• INSTRUCTIONS TO FOLLOW: Each line from the one containing "self.size.height" through the end of the records below must be repeated exactly, and no other line.

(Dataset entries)
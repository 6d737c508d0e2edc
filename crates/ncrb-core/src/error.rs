use std::path::PathBuf;

#[derive(Debug, thiserror::Error)]
pub enum NcrbError {
    #[error("PDF extraction failed: {0}")]
    Extraction(String),

    #[error("pdftotext not found. Install poppler: brew install poppler (macOS) or apt install poppler-utils (Linux)")]
    PdftotextNotFound,

    #[error("pdftotext failed with exit code {code}: {stderr}")]
    PdftotextFailed { code: i32, stderr: String },

    #[error("failed to read workbook: {0}")]
    Workbook(String),

    #[error("failed to load layout from {path}: {reason}")]
    LayoutLoad { path: PathBuf, reason: String },

    #[error("invalid layout: {0}")]
    LayoutInvalid(String),

    #[error("unsupported input: {0}")]
    UnsupportedInput(String),

    #[error("no rows could be parsed from any of the {documents} input document(s)")]
    NoData { documents: usize },

    #[error("{count} duplicate (year, entity, category) record(s), first: {first}")]
    DuplicateRecords { count: usize, first: String },

    #[error("IO error: {0}")]
    Io(#[from] std::io::Error),

    #[error("JSON error: {0}")]
    Json(#[from] serde_json::Error),
}
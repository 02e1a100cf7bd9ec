pub mod config;
pub mod controller;

pub use config::*;
pub use controller::*;
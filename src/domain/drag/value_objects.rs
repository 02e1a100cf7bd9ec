use serde::{Deserialize, Serialize};
use strum::{Display as StrumDisplay, EnumIter};

use crate::domain::geometry::{Padding, Point, Position};

/// Edge of the bounding container a drag can push against
#[derive(Debug, Clone, Copy, PartialEq, Eq, Hash, EnumIter, StrumDisplay, Serialize, Deserialize)]
#[strum(serialize_all = "lowercase")]
#[serde(rename_all = "lowercase")]
pub enum Direction {
    Top,
    Bottom,
    Left,
    Right,
}

/// Everything the decision engine needs for one drag tick.
///
/// Element and content positions are raw (scaled) pixels and get divided by
/// `scale`. Scroll offsets and wrapper dimensions are screen space.
#[derive(Debug, Clone, PartialEq, Default, Serialize, Deserialize)]
#[serde(rename_all = "camelCase")]
pub struct GeometrySnapshot {
    pub position: Point,
    pub last_position: Point,
    pub scale: f64,
    pub edge_distance: f64,
    #[serde(default)]
    pub padding: Padding,

    pub scroll_left: f64,
    pub scroll_top: f64,

    pub wrapper_width: f64,
    pub wrapper_height: f64,

    pub content_position: Position,
    pub content_width: f64,
    pub content_height: f64,

    pub fake_content_position: Position,
    pub fake_content_width: f64,
    pub fake_content_height: f64,

    pub element_position: Position,
    pub element_width: f64,
    pub element_height: f64,

    #[serde(default)]
    pub element_margin_top: f64,
    #[serde(default)]
    pub element_margin_left: f64,
}

/// Per-edge outcome of [`calculate_drag`](super::calculate_drag)
#[derive(Debug, Clone, Copy, PartialEq, Default, Serialize, Deserialize)]
#[serde(rename_all = "camelCase")]
pub struct DragDecision {
    pub adjust_top: bool,
    pub scroll_to_top: bool,

    pub adjust_bottom: bool,
    pub scroll_to_bottom: bool,

    pub adjust_left: bool,
    pub scroll_to_left: bool,
    pub left_distance: f64,

    pub adjust_right: bool,
    pub scroll_to_right: bool,
}

impl DragDecision {
    /// Should the bounding container grow towards `direction`
    pub fn adjusts(&self, direction: Direction) -> bool {
        match direction {
            Direction::Top => self.adjust_top,
            Direction::Bottom => self.adjust_bottom,
            Direction::Left => self.adjust_left,
            Direction::Right => self.adjust_right,
        }
    }

    /// Should the viewport scroll towards `direction`
    pub fn scrolls(&self, direction: Direction) -> bool {
        match direction {
            Direction::Top => self.scroll_to_top,
            Direction::Bottom => self.scroll_to_bottom,
            Direction::Left => self.scroll_to_left,
            Direction::Right => self.scroll_to_right,
        }
    }

    pub fn is_idle(&self) -> bool {
        use strum::IntoEnumIterator;
        Direction::iter().all(|d| !self.adjusts(d) && !self.scrolls(d))
    }
}
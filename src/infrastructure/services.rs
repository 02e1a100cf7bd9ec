use wasm_bindgen::JsValue;

use crate::domain::logging::{LogEntry, LogLevel, Logger, TimeProvider};

/// Logger writing to the browser console
pub struct ConsoleLogger {
    min_level: LogLevel,
}

impl ConsoleLogger {
    pub fn new(min_level: LogLevel) -> Self {
        Self { min_level }
    }

    pub fn new_development() -> Self {
        Self::new(LogLevel::Debug)
    }

    fn format_log_entry(entry: &LogEntry) -> String {
        let timestamp = BrowserTimeProvider.format_timestamp(entry.timestamp);
        match &entry.metadata {
            Some(metadata) => format!(
                "[{}] {} {} | {} | {}",
                timestamp, entry.level, entry.component, entry.message, metadata
            ),
            None => format!("[{}] {} {} | {}", timestamp, entry.level, entry.component, entry.message),
        }
    }
}

impl Logger for ConsoleLogger {
    fn log(&self, entry: LogEntry) {
        if entry.level < self.min_level {
            return;
        }
        let formatted = JsValue::from(Self::format_log_entry(&entry));
        match entry.level {
            LogLevel::Debug => web_sys::console::debug_1(&formatted),
            LogLevel::Info => web_sys::console::info_1(&formatted),
            LogLevel::Warn => web_sys::console::warn_1(&formatted),
            LogLevel::Error => web_sys::console::error_1(&formatted),
        }
    }
}

/// Wall clock from `Date.now()`
#[derive(Default)]
pub struct BrowserTimeProvider;

impl BrowserTimeProvider {
    pub fn new() -> Self {
        Self
    }
}

impl TimeProvider for BrowserTimeProvider {
    fn current_timestamp(&self) -> u64 {
        js_sys::Date::now() as u64
    }

    fn format_timestamp(&self, timestamp: u64) -> String {
        let date = js_sys::Date::new(&(timestamp as f64).into());
        format!(
            "{:02}:{:02}:{:02}.{:03}",
            date.get_hours(),
            date.get_minutes(),
            date.get_seconds(),
            date.get_milliseconds()
        )
    }
}
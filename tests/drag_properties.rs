use infinite_space_wasm::domain::drag::{DragDecision, GeometrySnapshot, calculate_drag};
use infinite_space_wasm::domain::geometry::{Padding, Point, Position};
use quickcheck::{Arbitrary, Gen};
use quickcheck_macros::quickcheck;

/// Half-pixel grid keeps every scaled value exact for power-of-two scales.
fn coord(g: &mut Gen) -> f64 {
    i16::arbitrary(g) as f64 / 2.0
}

fn extent(g: &mut Gen) -> f64 {
    (u16::arbitrary(g) % 4096) as f64
}

fn step(g: &mut Gen) -> f64 {
    *g.choose(&[-1.0, 0.0, 1.0]).unwrap()
}

#[derive(Clone, Debug)]
struct Input(GeometrySnapshot);

impl Arbitrary for Input {
    fn arbitrary(g: &mut Gen) -> Self {
        let position = Point::new(coord(g), coord(g));
        let last_position = Point::new(position.x + step(g), position.y + step(g));
        Input(GeometrySnapshot {
            position,
            last_position,
            scale: 1.0,
            edge_distance: extent(g) / 8.0,
            padding: Padding::new(coord(g), coord(g)),
            scroll_left: extent(g),
            scroll_top: extent(g),
            wrapper_width: extent(g),
            wrapper_height: extent(g),
            content_position: Position::new(coord(g), coord(g)),
            content_width: extent(g),
            content_height: extent(g),
            fake_content_position: Position::new(coord(g), coord(g)),
            fake_content_width: extent(g),
            fake_content_height: extent(g),
            element_position: Position::new(coord(g), coord(g)),
            element_width: extent(g),
            element_height: extent(g),
            element_margin_top: coord(g),
            element_margin_left: coord(g),
        })
    }
}

#[derive(Clone, Copy, Debug)]
struct Scale(f64);

impl Arbitrary for Scale {
    fn arbitrary(g: &mut Gen) -> Self {
        Scale(*g.choose(&[0.25, 0.5, 1.0, 2.0, 4.0]).unwrap())
    }
}

fn transpose(s: &GeometrySnapshot) -> GeometrySnapshot {
    GeometrySnapshot {
        position: s.position.transposed(),
        last_position: s.last_position.transposed(),
        scale: s.scale,
        edge_distance: s.edge_distance,
        padding: Padding::new(s.padding.left, s.padding.top),
        scroll_left: s.scroll_top,
        scroll_top: s.scroll_left,
        wrapper_width: s.wrapper_height,
        wrapper_height: s.wrapper_width,
        content_position: s.content_position.transposed(),
        content_width: s.content_height,
        content_height: s.content_width,
        fake_content_position: s.fake_content_position.transposed(),
        fake_content_width: s.fake_content_height,
        fake_content_height: s.fake_content_width,
        element_position: s.element_position.transposed(),
        element_width: s.element_height,
        element_height: s.element_width,
        element_margin_top: s.element_margin_left,
        element_margin_left: s.element_margin_top,
    }
}

fn scale_raw_pixels(s: &GeometrySnapshot, scale: f64) -> GeometrySnapshot {
    GeometrySnapshot {
        scale,
        element_position: Position::new(s.element_position.left * scale, s.element_position.top * scale),
        content_position: Position::new(s.content_position.left * scale, s.content_position.top * scale),
        ..s.clone()
    }
}

fn adjust_flags(d: &DragDecision) -> [bool; 4] {
    [d.adjust_top, d.adjust_bottom, d.adjust_left, d.adjust_right]
}

#[quickcheck]
fn still_y_axis_never_touches_top_or_bottom(input: Input) -> bool {
    let mut s = input.0;
    s.last_position.y = s.position.y;
    let d = calculate_drag(&s);
    !d.adjust_top && !d.scroll_to_top && !d.adjust_bottom && !d.scroll_to_bottom
}

#[quickcheck]
fn still_x_axis_never_touches_left_or_right(input: Input) -> bool {
    let mut s = input.0;
    s.last_position.x = s.position.x;
    let d = calculate_drag(&s);
    !d.adjust_left && !d.scroll_to_left && !d.adjust_right && !d.scroll_to_right
}

#[quickcheck]
fn adjust_decisions_ignore_scale(input: Input, scale: Scale) -> bool {
    let base = calculate_drag(&input.0);
    let scaled = calculate_drag(&scale_raw_pixels(&input.0, scale.0));
    adjust_flags(&base) == adjust_flags(&scaled)
}

#[quickcheck]
fn all_decisions_ignore_scale_when_screen_space_scales_too(input: Input, scale: Scale) -> bool {
    let s = &input.0;
    let scaled = GeometrySnapshot {
        scroll_left: s.scroll_left * scale.0,
        scroll_top: s.scroll_top * scale.0,
        wrapper_width: s.wrapper_width * scale.0,
        wrapper_height: s.wrapper_height * scale.0,
        ..scale_raw_pixels(s, scale.0)
    };
    calculate_drag(s) == calculate_drag(&scaled)
}

#[quickcheck]
fn vertical_edges_mirror_horizontal_edges(input: Input, scale: Scale) -> bool {
    let s = scale_raw_pixels(&input.0, scale.0);
    let d = calculate_drag(&s);
    let t = calculate_drag(&transpose(&s));

    d.adjust_top == t.adjust_left
        && d.scroll_to_top == t.scroll_to_left
        && d.adjust_bottom == t.adjust_right
        && d.scroll_to_bottom == t.scroll_to_right
        && d.adjust_left == t.adjust_top
        && d.scroll_to_left == t.scroll_to_top
        && d.adjust_right == t.adjust_bottom
        && d.scroll_to_right == t.scroll_to_bottom
}
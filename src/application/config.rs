use serde::Deserialize;

use crate::domain::errors::{SpaceError, SpaceResult, ensure_scale};
use crate::domain::geometry::{Padding, Size};

/// Widget options, read from a camelCase JS object. Every field has a default.
#[derive(Debug, Clone, PartialEq, Deserialize)]
#[serde(rename_all = "camelCase", default)]
pub struct SpaceConfig {
    pub wrapper: String,
    pub fake_content: String,
    pub content: String,
    pub throttle_ms: u64,
    /// Minimum distance to an edge of the bounding container that starts a resize
    pub edge_distance: f64,
    /// Pixels scrolled per triggered scroll decision
    pub scroll_step: f64,
    /// Wrapper transform scale
    pub scale: f64,
    pub padding: Padding,
    /// Forbid growing towards the top and left
    pub disallow_negative_position: bool,
    pub fake_content_size: Option<Size>,
    pub content_size: Option<Size>,
}

impl Default for SpaceConfig {
    fn default() -> Self {
        Self {
            wrapper: ".wrapper".to_string(),
            fake_content: ".scroll-fake-content".to_string(),
            content: ".content".to_string(),
            throttle_ms: 200,
            edge_distance: 100.0,
            scroll_step: 100.0,
            scale: 1.0,
            padding: Padding::default(),
            disallow_negative_position: false,
            fake_content_size: None,
            content_size: None,
        }
    }
}

impl SpaceConfig {
    pub fn validate(&self) -> SpaceResult<()> {
        ensure_scale(self.scale)?;

        if !(self.edge_distance.is_finite() && self.edge_distance >= 0.0) {
            return Err(SpaceError::InvalidConfig(format!("edgeDistance must be >= 0, got {}", self.edge_distance)));
        }
        if !(self.scroll_step.is_finite() && self.scroll_step >= 0.0) {
            return Err(SpaceError::InvalidConfig(format!("scrollStep must be >= 0, got {}", self.scroll_step)));
        }
        if !(self.padding.top.is_finite() && self.padding.left.is_finite()) {
            return Err(SpaceError::InvalidConfig("padding must be finite".to_string()));
        }
        for (name, size) in [("fakeContentSize", self.fake_content_size), ("contentSize", self.content_size)] {
            if let Some(size) = size {
                if !size.is_valid() {
                    return Err(SpaceError::InvalidConfig(format!("{} must be non-negative", name)));
                }
            }
        }
        for (name, selector) in [("wrapper", &self.wrapper), ("fakeContent", &self.fake_content), ("content", &self.content)] {
            if selector.trim().is_empty() {
                return Err(SpaceError::InvalidConfig(format!("{} selector is empty", name)));
            }
        }

        Ok(())
    }
}

#[cfg(test)]
mod tests {
    use super::*;

    #[test]
    fn defaults_fill_missing_keys() {
        let config: SpaceConfig = serde_json::from_str(r#"{"edgeDistance": 50, "padding": {"top": 20}}"#).unwrap();
        assert_eq!(config.edge_distance, 50.0);
        assert_eq!(config.scroll_step, 100.0);
        assert_eq!(config.throttle_ms, 200);
        assert_eq!(config.padding, Padding::new(20.0, 0.0));
        assert_eq!(config.wrapper, ".wrapper");
        assert!(!config.disallow_negative_position);
        assert!(config.validate().is_ok());
    }

    #[test]
    fn sizes_are_optional() {
        let config: SpaceConfig =
            serde_json::from_str(r#"{"fakeContentSize": {"width": 4000, "height": 3000}}"#).unwrap();
        assert_eq!(config.fake_content_size, Some(Size::new(4000.0, 3000.0)));
        assert_eq!(config.content_size, None);
    }

    #[test]
    fn invalid_values_are_rejected() {
        let zero_scale = SpaceConfig { scale: 0.0, ..Default::default() };
        assert_eq!(zero_scale.validate(), Err(SpaceError::InvalidScale(0.0)));

        let negative_edge = SpaceConfig { edge_distance: -1.0, ..Default::default() };
        assert!(matches!(negative_edge.validate(), Err(SpaceError::InvalidConfig(_))));

        let bad_size = SpaceConfig { content_size: Some(Size::new(-5.0, 1.0)), ..Default::default() };
        assert!(matches!(bad_size.validate(), Err(SpaceError::InvalidConfig(_))));

        let no_wrapper = SpaceConfig { wrapper: " ".to_string(), ..Default::default() };
        assert!(matches!(no_wrapper.validate(), Err(SpaceError::InvalidConfig(_))));
    }
}
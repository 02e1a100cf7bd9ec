pub mod wasm_api;
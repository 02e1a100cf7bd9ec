use derive_more::Constructor;
use serde::{Deserialize, Serialize};

/// Value Object - pointer/element coordinate pair, `[x, y]` on the wire
#[derive(Debug, Clone, Copy, PartialEq, Default, Constructor, Serialize, Deserialize)]
#[serde(from = "[f64; 2]", into = "[f64; 2]")]
pub struct Point {
    pub x: f64,
    pub y: f64,
}

impl Point {
    pub const ORIGIN: Point = Point { x: 0.0, y: 0.0 };

    /// Swap the axes.
    pub fn transposed(&self) -> Self {
        Self { x: self.y, y: self.x }
    }
}

impl From<[f64; 2]> for Point {
    fn from([x, y]: [f64; 2]) -> Self {
        Self { x, y }
    }
}

impl From<Point> for [f64; 2] {
    fn from(point: Point) -> Self {
        [point.x, point.y]
    }
}

impl From<(f64, f64)> for Point {
    fn from((x, y): (f64, f64)) -> Self {
        Self { x, y }
    }
}

/// Value Object - offset of a box inside its container
#[derive(Debug, Clone, Copy, PartialEq, Default, Constructor, Serialize, Deserialize)]
pub struct Position {
    pub left: f64,
    pub top: f64,
}

impl Position {
    pub fn transposed(&self) -> Self {
        Self { left: self.top, top: self.left }
    }
}

/// Value Object - box dimensions
#[derive(Debug, Clone, Copy, PartialEq, Default, Constructor, Serialize, Deserialize)]
pub struct Size {
    pub width: f64,
    pub height: f64,
}

impl Size {
    pub fn is_valid(&self) -> bool {
        self.width.is_finite() && self.height.is_finite() && self.width >= 0.0 && self.height >= 0.0
    }
}

/// Canvas padding, used when the bounding container does not sit at (0, 0)
#[derive(Debug, Clone, Copy, PartialEq, Default, Constructor, Serialize, Deserialize)]
#[serde(default)]
pub struct Padding {
    pub top: f64,
    pub left: f64,
}

/// Size and position of one box, as reported to change listeners
#[derive(Debug, Clone, Copy, PartialEq, Default, Constructor, Serialize, Deserialize)]
pub struct Frame {
    pub size: Size,
    pub position: Position,
}

impl Frame {
    pub fn width(&self) -> f64 {
        self.size.width
    }

    pub fn height(&self) -> f64 {
        self.size.height
    }
}

#[cfg(test)]
mod tests {
    use super::*;

    #[test]
    fn point_serializes_as_pair() {
        let point = Point::new(313.0, 602.0);
        let json = serde_json::to_string(&point).unwrap();
        assert_eq!(json, "[313.0,602.0]");
        let back: Point = serde_json::from_str("[1, 2]").unwrap();
        assert_eq!(back, Point::new(1.0, 2.0));
    }

    #[test]
    fn negative_size_is_invalid() {
        assert!(Size::new(0.0, 10.0).is_valid());
        assert!(!Size::new(-1.0, 10.0).is_valid());
        assert!(!Size::new(f64::NAN, 10.0).is_valid());
    }
}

• ANSWER TO THE PROBLEM:
        self.size.height
    }
}

#[cfg(test)]
mod tests {
    use super::*;

    #[test]
    fn point_serializes_as_pair() {
        let point = Point::new(313.0, 602.0);
        let json = serde_json::to_string(&point).unwrap();
        assert_eq!(json, "[313.0,602.0]");
        let back: Point = serde_json::from_str("[1, 2]").unwrap();
        assert_eq!(back, Point::new(1.0, 2.0));
    }

    #[test]
    fn negative_size_is_invalid() {
        assert!(Size::new(0.0, 10.0).is_valid());
        assert!(!Size::new(-1.0, 10.0).is_valid());
        assert!(!Size::new(f64::NAN, 10.0).is_valid());
    }
}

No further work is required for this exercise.